◆ DATA SHOWN ◆

################

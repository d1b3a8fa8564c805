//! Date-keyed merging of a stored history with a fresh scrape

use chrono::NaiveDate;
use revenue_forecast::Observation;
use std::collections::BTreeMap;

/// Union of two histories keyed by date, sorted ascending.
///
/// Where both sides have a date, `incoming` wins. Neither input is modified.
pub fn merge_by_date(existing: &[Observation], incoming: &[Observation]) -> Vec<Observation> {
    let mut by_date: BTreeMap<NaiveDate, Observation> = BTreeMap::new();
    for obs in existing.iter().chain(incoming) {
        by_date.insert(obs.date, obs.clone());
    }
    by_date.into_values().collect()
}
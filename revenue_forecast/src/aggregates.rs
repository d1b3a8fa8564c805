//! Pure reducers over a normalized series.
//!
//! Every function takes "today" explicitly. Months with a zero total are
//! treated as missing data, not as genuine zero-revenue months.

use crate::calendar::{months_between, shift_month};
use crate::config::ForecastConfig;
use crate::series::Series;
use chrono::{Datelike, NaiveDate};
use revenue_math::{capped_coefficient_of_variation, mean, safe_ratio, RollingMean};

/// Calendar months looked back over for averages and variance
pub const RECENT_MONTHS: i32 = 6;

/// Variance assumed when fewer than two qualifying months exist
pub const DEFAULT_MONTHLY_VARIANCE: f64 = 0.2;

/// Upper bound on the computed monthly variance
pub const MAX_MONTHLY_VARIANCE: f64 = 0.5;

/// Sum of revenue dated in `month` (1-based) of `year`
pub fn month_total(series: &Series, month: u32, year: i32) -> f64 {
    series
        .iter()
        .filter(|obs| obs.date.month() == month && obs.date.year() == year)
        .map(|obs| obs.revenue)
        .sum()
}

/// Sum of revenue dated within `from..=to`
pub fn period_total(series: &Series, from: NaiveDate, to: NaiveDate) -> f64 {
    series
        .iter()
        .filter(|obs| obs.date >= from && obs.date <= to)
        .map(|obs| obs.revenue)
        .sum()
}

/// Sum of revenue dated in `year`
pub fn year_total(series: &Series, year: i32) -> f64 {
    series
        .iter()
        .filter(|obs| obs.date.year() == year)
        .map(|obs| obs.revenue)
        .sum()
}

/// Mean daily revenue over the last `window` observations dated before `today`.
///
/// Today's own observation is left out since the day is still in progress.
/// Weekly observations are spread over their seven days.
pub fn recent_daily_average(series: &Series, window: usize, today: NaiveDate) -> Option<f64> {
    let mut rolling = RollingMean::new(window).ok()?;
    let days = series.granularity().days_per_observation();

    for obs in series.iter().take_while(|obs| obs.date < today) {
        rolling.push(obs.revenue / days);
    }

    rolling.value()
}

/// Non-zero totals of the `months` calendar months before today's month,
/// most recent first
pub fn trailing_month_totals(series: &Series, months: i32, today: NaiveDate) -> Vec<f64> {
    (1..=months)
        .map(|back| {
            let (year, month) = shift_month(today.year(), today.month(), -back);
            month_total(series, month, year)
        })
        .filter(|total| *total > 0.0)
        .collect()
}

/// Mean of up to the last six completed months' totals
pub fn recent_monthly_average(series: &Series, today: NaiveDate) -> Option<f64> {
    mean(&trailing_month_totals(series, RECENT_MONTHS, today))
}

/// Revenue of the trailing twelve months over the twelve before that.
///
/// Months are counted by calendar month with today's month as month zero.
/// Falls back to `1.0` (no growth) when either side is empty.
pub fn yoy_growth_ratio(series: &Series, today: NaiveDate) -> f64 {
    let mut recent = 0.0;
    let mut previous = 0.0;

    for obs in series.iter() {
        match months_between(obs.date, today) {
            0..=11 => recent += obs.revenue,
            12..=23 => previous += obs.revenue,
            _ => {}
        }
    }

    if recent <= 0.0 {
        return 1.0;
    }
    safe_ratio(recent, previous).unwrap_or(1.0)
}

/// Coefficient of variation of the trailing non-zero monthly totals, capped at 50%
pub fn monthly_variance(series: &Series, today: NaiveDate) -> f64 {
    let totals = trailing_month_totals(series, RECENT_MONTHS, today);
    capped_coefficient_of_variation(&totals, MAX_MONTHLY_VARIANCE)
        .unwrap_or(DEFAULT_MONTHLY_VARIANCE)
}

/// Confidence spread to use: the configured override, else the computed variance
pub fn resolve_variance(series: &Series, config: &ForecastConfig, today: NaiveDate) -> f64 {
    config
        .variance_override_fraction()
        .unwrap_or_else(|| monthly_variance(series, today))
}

################

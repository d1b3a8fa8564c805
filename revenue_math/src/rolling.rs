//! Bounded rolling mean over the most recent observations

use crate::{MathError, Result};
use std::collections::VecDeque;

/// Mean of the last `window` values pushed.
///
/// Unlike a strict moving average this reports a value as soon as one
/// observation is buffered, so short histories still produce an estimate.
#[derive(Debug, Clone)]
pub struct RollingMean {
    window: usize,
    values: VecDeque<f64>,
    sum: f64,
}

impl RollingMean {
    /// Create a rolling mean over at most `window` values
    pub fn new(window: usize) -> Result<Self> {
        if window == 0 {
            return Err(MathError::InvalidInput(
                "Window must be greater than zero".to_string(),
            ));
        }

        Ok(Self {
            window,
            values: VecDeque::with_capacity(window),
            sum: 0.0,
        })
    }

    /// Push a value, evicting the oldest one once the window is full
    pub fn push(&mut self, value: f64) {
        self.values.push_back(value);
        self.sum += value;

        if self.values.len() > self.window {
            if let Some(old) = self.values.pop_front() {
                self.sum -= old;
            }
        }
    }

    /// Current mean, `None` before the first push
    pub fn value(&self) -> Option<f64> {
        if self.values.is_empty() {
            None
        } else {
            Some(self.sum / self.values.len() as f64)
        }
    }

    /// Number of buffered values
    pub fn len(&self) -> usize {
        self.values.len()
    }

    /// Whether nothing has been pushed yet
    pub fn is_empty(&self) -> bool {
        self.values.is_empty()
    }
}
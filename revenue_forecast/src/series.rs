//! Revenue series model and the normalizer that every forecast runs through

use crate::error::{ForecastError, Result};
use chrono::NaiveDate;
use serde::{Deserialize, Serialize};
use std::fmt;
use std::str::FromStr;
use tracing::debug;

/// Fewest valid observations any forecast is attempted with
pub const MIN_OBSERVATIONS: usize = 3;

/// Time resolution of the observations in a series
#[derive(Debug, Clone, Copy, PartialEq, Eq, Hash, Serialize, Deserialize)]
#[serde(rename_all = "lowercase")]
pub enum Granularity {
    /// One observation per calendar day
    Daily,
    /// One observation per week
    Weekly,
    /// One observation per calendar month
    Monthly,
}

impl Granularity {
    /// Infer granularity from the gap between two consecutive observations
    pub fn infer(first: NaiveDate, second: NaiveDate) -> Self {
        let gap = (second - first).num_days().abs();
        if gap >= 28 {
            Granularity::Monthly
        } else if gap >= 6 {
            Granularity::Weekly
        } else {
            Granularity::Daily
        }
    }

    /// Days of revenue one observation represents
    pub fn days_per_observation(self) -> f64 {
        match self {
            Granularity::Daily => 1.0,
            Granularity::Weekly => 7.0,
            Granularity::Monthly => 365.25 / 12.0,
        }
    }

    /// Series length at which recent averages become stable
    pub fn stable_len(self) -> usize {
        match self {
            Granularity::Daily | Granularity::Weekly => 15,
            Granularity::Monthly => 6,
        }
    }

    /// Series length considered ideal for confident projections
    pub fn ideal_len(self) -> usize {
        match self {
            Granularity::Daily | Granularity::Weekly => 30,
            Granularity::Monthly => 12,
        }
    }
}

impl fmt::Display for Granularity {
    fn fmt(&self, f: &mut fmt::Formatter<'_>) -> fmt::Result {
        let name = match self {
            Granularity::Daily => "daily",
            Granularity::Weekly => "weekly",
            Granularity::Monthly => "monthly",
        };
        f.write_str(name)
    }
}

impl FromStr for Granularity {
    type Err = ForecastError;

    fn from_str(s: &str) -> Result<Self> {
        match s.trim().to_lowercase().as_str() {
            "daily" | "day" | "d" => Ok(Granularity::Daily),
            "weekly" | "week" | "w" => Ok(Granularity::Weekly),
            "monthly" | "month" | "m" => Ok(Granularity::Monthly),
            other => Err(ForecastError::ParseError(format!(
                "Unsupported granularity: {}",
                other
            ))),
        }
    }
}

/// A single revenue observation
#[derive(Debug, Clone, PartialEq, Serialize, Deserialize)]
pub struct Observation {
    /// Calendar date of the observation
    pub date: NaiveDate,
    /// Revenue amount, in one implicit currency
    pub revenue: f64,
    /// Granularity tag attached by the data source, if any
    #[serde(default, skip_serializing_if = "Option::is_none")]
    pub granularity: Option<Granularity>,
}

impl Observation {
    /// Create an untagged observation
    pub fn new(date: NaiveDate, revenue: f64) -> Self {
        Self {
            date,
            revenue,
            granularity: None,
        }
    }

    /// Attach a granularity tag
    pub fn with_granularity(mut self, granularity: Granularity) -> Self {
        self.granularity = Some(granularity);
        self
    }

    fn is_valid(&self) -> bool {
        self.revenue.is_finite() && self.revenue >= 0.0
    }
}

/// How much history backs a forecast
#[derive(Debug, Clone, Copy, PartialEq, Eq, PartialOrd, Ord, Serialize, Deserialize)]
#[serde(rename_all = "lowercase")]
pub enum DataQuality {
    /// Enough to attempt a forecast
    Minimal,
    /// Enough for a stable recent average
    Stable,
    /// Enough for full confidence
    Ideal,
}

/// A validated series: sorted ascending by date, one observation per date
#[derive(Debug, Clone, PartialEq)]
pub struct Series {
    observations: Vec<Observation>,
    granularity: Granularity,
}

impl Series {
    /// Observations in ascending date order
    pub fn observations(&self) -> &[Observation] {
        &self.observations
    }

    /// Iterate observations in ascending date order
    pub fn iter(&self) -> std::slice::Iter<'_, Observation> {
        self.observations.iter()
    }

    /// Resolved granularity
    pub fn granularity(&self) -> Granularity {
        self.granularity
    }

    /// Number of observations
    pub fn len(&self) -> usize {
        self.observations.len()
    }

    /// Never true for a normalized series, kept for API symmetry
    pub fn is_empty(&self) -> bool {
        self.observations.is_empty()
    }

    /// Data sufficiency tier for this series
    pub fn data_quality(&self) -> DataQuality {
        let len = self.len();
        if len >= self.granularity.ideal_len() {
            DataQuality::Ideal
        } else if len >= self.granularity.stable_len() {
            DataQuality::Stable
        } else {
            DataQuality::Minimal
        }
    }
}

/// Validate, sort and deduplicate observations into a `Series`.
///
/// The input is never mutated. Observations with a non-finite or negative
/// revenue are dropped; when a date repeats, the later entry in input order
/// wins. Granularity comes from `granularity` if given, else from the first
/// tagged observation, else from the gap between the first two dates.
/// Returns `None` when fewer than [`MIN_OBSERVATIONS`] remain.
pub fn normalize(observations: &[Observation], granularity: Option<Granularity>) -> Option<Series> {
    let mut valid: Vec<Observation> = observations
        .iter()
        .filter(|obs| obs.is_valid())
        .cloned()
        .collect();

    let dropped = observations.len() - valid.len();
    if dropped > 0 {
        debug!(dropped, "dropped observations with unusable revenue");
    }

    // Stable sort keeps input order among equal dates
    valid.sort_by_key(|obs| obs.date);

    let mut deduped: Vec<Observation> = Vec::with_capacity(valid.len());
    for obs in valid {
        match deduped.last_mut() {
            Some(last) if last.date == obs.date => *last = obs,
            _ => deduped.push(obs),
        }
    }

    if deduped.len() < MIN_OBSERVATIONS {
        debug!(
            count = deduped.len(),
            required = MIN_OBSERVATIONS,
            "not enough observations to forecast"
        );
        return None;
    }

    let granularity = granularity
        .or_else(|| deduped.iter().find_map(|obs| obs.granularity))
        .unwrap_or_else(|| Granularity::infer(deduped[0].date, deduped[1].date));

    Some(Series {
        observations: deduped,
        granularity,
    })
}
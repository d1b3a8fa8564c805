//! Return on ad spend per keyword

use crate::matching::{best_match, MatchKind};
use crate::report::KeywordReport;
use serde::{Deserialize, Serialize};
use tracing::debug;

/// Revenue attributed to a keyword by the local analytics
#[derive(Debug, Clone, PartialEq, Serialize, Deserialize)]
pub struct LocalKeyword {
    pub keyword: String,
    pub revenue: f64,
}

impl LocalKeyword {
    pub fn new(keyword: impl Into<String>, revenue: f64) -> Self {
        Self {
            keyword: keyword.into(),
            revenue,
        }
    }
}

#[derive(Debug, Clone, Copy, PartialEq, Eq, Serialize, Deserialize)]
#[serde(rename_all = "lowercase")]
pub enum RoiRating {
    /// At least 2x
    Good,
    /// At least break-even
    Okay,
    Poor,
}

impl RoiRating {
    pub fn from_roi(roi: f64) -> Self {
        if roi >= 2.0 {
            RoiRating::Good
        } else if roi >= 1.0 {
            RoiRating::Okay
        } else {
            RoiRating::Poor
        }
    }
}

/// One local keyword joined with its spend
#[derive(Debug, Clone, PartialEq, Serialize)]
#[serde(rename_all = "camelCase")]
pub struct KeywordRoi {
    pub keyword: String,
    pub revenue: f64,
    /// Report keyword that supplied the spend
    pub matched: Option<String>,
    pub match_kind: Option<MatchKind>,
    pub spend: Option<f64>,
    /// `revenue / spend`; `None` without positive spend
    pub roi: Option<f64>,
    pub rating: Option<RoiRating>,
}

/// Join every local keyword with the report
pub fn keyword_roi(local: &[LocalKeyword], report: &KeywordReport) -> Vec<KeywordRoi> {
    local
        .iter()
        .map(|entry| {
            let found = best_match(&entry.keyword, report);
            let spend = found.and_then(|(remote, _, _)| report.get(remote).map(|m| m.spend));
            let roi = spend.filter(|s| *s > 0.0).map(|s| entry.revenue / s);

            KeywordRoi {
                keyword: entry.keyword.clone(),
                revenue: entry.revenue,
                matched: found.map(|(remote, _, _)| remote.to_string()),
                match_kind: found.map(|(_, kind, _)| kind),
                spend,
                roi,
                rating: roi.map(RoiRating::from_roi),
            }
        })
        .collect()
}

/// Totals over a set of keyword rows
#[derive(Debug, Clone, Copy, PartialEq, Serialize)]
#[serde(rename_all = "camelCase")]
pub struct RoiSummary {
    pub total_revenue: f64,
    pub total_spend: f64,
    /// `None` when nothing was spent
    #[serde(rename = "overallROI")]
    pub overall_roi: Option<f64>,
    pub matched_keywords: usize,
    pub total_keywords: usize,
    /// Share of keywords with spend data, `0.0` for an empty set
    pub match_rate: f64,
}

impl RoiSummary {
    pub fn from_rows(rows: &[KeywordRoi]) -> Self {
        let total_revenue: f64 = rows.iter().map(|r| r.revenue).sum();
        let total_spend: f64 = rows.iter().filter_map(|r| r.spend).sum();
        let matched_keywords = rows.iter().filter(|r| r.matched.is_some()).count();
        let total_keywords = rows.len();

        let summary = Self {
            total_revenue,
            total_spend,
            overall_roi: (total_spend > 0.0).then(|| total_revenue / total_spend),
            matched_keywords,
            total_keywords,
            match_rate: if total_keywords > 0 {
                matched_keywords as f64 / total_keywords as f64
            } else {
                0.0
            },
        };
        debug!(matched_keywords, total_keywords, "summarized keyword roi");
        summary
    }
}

################

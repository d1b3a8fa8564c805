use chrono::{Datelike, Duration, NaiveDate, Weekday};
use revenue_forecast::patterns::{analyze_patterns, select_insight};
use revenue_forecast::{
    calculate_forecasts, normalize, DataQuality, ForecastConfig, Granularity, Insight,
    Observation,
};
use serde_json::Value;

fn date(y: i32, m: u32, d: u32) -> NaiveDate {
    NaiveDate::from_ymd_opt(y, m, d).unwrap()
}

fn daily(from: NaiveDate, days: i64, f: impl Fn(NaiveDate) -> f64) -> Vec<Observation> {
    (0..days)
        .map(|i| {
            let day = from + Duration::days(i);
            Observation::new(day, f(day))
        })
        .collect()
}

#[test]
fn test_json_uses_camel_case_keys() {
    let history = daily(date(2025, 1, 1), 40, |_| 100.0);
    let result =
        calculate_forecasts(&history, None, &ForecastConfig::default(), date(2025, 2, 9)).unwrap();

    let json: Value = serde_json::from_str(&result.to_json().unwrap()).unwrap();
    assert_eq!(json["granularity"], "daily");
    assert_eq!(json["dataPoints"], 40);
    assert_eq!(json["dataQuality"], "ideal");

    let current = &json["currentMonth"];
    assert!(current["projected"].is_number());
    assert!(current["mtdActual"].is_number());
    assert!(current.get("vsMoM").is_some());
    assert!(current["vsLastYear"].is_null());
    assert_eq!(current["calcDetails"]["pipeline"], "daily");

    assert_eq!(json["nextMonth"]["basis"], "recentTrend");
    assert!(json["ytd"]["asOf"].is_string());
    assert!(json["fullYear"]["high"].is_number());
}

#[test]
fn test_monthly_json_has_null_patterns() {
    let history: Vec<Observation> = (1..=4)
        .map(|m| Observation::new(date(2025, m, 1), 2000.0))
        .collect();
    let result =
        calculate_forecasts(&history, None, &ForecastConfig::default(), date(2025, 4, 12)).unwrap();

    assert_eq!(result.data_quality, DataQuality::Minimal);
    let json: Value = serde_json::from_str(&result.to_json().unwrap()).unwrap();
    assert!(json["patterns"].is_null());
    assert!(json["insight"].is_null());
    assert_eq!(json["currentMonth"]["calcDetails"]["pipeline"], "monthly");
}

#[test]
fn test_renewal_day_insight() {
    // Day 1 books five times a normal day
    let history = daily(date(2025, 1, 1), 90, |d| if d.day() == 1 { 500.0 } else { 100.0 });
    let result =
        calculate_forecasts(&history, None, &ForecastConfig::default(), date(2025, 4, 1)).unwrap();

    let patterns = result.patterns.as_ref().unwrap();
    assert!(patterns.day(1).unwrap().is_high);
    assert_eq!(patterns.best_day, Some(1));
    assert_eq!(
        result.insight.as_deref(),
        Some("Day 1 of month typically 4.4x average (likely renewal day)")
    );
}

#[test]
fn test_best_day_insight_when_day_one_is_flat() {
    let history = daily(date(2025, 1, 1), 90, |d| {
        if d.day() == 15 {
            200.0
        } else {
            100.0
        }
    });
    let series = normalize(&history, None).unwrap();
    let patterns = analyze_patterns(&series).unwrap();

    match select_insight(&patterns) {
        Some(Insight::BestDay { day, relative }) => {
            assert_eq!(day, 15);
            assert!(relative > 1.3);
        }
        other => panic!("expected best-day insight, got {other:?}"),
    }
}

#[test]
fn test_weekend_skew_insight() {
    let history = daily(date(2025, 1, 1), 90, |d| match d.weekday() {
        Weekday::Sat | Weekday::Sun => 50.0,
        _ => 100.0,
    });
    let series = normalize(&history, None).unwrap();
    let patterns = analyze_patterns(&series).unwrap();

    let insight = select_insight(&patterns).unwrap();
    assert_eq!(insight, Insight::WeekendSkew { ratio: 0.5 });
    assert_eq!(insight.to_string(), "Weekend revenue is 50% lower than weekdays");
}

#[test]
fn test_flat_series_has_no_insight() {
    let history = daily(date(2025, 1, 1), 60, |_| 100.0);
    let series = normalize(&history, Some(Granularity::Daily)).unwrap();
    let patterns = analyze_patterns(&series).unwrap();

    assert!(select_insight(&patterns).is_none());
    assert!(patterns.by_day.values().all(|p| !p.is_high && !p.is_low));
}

################

◆ WHAT THIS TASK INVOLVES ◆
Go through the listing above and return each line where the word "wins" occurs.

◆ WORKED SOLUTION ◆
/// Where both sides have a date, `incoming` wins. Neither input is modified.
/// wins. Granularity comes from `granularity` if given, else from the first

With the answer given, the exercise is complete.